Filter this material down to the lines that hold "trim", copying each one.
⁂
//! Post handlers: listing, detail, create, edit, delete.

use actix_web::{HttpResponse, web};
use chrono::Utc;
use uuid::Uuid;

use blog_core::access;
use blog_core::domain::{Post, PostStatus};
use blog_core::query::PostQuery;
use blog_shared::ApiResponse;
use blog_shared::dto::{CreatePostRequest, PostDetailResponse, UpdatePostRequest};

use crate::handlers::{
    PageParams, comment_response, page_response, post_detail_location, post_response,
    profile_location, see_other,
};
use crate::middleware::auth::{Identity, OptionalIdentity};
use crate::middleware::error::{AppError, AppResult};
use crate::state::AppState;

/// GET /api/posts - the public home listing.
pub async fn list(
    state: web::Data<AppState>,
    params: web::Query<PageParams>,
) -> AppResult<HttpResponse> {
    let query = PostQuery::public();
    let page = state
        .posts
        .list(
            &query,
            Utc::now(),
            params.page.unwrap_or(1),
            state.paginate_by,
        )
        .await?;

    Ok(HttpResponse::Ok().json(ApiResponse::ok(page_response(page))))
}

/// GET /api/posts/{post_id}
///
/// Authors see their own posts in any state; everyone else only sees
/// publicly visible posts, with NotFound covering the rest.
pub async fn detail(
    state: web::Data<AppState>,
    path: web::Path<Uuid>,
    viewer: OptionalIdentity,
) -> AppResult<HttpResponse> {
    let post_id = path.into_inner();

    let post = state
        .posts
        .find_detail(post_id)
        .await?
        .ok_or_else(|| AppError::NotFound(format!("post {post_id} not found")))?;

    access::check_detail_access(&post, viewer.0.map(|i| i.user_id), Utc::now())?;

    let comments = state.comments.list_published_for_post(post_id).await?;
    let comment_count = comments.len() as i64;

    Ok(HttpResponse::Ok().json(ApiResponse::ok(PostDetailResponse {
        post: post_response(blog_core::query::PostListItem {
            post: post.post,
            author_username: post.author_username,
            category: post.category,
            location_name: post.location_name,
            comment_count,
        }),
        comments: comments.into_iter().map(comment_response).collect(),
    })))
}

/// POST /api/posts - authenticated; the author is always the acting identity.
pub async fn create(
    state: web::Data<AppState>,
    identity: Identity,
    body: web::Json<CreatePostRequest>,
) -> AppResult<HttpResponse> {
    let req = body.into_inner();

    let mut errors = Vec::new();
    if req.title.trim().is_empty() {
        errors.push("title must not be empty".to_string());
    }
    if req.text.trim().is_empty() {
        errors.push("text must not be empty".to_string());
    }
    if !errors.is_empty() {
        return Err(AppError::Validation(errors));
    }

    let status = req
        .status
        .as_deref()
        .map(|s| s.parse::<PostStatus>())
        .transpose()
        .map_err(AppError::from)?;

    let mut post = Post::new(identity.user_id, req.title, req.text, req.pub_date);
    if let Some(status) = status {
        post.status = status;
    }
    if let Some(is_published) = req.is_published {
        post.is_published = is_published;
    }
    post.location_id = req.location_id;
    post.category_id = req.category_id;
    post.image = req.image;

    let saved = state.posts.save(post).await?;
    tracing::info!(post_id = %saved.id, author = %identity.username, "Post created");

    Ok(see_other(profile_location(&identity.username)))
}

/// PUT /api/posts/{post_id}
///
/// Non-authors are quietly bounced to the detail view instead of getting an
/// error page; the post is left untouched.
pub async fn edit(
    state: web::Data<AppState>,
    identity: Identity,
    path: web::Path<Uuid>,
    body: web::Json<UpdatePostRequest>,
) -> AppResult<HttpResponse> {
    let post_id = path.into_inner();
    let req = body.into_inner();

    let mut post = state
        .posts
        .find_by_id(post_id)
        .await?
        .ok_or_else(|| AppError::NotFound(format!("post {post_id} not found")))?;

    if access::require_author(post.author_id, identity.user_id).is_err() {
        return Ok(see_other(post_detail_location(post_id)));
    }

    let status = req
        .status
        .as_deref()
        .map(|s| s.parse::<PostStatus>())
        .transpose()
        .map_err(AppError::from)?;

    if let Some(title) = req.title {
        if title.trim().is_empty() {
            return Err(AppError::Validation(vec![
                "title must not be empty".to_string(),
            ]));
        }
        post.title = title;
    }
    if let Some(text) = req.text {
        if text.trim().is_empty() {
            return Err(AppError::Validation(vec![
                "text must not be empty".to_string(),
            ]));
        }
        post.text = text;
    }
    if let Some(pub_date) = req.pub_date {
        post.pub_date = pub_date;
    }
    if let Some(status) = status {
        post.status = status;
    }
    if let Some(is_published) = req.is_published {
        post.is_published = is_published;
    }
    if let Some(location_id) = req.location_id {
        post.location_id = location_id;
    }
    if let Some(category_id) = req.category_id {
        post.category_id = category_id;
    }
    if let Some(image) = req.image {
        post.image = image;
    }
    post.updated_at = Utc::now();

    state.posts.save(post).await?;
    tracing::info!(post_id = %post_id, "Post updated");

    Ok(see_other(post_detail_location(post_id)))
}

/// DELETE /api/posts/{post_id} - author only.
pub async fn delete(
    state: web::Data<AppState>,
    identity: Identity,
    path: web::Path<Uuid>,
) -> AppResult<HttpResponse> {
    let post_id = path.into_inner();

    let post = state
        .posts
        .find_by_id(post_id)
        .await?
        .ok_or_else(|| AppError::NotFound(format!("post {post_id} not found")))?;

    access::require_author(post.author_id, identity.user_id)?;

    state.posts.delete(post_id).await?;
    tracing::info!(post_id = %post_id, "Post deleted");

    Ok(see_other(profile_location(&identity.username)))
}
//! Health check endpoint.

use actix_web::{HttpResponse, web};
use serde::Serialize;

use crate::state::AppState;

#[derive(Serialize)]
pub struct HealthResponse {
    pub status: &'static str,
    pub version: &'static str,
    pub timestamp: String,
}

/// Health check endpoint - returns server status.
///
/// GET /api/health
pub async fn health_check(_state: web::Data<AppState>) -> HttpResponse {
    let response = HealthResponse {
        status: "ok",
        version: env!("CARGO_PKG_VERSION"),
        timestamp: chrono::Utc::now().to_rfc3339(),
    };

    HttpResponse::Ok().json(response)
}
⁂
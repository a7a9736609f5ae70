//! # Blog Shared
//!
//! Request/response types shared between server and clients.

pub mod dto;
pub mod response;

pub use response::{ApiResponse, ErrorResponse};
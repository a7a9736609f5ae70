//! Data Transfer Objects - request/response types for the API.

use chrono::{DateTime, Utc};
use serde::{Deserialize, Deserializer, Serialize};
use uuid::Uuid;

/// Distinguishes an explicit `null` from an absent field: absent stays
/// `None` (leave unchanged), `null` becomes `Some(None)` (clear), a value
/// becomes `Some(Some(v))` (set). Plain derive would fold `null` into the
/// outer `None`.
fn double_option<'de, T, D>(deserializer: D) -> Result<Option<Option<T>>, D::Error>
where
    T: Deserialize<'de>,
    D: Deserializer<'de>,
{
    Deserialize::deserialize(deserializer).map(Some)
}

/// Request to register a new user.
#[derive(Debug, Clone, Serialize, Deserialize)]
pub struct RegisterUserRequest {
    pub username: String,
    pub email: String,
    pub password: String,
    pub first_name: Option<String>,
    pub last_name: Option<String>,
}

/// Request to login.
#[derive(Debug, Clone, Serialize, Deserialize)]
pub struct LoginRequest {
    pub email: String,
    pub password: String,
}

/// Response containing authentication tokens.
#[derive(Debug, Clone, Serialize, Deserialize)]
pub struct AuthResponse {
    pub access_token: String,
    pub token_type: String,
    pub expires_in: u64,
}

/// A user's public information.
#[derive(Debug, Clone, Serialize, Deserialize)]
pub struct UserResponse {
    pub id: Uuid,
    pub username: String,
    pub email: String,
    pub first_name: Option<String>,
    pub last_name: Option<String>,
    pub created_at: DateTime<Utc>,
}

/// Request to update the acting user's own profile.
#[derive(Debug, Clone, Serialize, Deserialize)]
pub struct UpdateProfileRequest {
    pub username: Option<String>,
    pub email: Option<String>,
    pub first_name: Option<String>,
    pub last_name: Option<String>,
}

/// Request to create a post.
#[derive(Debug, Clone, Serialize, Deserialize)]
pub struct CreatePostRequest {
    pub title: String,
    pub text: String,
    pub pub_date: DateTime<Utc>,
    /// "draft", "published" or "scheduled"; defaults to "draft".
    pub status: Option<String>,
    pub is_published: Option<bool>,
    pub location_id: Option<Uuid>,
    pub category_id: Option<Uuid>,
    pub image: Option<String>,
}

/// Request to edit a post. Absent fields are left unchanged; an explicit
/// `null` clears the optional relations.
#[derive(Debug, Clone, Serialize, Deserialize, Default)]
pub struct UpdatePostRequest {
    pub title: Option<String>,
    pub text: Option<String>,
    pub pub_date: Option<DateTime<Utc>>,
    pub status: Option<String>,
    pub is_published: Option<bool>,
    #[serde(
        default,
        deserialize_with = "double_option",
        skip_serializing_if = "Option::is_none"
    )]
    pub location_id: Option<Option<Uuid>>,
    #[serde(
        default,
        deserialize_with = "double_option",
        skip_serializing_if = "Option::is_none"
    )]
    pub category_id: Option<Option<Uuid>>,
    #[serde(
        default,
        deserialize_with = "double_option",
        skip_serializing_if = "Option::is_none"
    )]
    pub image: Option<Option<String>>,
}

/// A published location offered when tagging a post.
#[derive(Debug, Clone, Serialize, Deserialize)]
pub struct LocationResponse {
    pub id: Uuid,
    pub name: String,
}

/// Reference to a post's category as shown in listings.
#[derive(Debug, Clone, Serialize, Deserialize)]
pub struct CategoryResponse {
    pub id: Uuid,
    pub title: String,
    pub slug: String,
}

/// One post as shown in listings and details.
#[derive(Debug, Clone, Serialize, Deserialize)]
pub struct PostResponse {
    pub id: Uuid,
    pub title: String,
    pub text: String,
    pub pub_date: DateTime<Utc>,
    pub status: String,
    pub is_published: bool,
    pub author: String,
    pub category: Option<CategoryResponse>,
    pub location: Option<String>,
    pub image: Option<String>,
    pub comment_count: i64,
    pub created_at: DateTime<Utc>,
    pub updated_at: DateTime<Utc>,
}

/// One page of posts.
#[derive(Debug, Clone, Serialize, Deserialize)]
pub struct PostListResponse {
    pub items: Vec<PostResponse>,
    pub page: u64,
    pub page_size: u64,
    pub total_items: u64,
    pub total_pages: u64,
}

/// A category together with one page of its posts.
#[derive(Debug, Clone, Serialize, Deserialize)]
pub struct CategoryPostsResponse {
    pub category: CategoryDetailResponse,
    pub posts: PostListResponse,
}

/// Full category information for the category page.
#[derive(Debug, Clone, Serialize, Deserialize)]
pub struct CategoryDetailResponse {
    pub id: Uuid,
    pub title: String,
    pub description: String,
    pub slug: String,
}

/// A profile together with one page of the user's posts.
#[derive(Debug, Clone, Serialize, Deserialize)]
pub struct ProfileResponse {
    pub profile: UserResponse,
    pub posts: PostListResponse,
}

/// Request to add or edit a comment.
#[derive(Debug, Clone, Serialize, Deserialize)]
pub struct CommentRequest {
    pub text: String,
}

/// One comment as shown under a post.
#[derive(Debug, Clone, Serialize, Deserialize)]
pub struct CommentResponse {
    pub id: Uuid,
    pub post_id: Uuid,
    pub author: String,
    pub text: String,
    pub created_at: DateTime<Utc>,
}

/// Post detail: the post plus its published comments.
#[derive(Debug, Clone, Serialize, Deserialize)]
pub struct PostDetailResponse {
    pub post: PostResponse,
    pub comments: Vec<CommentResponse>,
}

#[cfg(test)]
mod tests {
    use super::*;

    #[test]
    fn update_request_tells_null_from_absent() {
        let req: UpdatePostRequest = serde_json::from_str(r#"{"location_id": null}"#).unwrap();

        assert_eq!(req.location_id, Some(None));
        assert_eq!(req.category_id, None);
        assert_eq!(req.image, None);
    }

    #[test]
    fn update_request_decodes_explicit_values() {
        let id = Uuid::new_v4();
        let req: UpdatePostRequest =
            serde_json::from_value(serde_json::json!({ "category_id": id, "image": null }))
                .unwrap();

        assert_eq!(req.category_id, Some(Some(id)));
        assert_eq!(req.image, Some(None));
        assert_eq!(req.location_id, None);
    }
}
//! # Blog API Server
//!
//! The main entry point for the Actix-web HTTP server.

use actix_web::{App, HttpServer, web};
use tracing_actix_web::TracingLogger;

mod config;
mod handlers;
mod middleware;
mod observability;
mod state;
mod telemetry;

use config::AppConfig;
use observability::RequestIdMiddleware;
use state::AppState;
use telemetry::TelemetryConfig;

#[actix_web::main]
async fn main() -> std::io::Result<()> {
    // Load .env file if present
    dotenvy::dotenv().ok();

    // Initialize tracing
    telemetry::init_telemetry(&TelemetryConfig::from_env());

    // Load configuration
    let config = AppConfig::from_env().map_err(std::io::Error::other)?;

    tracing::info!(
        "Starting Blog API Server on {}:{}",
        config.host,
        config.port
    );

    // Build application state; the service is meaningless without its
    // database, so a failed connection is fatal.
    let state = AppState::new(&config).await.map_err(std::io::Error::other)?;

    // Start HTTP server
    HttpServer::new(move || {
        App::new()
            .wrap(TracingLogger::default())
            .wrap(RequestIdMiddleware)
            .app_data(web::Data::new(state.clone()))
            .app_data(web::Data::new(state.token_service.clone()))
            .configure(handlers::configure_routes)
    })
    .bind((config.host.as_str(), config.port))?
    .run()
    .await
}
⁂
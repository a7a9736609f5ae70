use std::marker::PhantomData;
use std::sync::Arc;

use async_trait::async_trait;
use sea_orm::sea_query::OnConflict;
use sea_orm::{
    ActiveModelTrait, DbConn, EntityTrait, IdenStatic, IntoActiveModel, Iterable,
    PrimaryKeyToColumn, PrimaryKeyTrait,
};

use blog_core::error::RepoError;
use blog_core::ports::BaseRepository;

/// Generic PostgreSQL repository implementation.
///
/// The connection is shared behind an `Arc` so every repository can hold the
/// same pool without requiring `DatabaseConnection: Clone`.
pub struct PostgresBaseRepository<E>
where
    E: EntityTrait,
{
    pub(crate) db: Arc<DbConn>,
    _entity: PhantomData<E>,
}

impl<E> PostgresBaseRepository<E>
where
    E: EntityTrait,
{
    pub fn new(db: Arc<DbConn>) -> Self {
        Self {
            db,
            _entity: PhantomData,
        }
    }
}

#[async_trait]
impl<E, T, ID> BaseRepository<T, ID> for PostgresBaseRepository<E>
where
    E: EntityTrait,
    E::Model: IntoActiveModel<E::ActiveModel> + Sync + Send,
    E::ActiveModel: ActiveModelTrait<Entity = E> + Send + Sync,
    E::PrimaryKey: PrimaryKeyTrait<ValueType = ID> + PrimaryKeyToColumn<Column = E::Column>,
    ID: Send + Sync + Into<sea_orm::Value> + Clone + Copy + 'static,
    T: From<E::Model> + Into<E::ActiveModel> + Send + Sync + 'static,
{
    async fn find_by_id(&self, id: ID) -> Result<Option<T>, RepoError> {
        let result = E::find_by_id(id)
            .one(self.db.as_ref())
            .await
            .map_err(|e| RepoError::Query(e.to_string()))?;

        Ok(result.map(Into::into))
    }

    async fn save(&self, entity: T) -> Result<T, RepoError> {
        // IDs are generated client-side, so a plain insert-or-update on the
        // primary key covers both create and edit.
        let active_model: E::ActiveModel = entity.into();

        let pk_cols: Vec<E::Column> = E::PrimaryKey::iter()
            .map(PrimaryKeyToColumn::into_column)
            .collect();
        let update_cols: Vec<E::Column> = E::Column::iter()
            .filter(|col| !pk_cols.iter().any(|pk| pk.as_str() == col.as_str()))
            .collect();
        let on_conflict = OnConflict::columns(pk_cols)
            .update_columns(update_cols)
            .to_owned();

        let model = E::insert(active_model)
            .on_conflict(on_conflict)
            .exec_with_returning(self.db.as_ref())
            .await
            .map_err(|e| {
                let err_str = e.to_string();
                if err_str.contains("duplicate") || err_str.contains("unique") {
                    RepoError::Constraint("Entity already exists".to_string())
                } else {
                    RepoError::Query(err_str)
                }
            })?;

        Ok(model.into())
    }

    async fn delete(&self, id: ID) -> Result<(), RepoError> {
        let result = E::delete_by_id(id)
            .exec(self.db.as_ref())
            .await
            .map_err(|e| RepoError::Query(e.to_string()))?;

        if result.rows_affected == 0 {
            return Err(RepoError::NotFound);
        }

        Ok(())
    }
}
⁂
**THE COMPLETED TASK**.
    if req.title.trim().is_empty() {
    if req.text.trim().is_empty() {
        if title.trim().is_empty() {
        if text.trim().is_empty() {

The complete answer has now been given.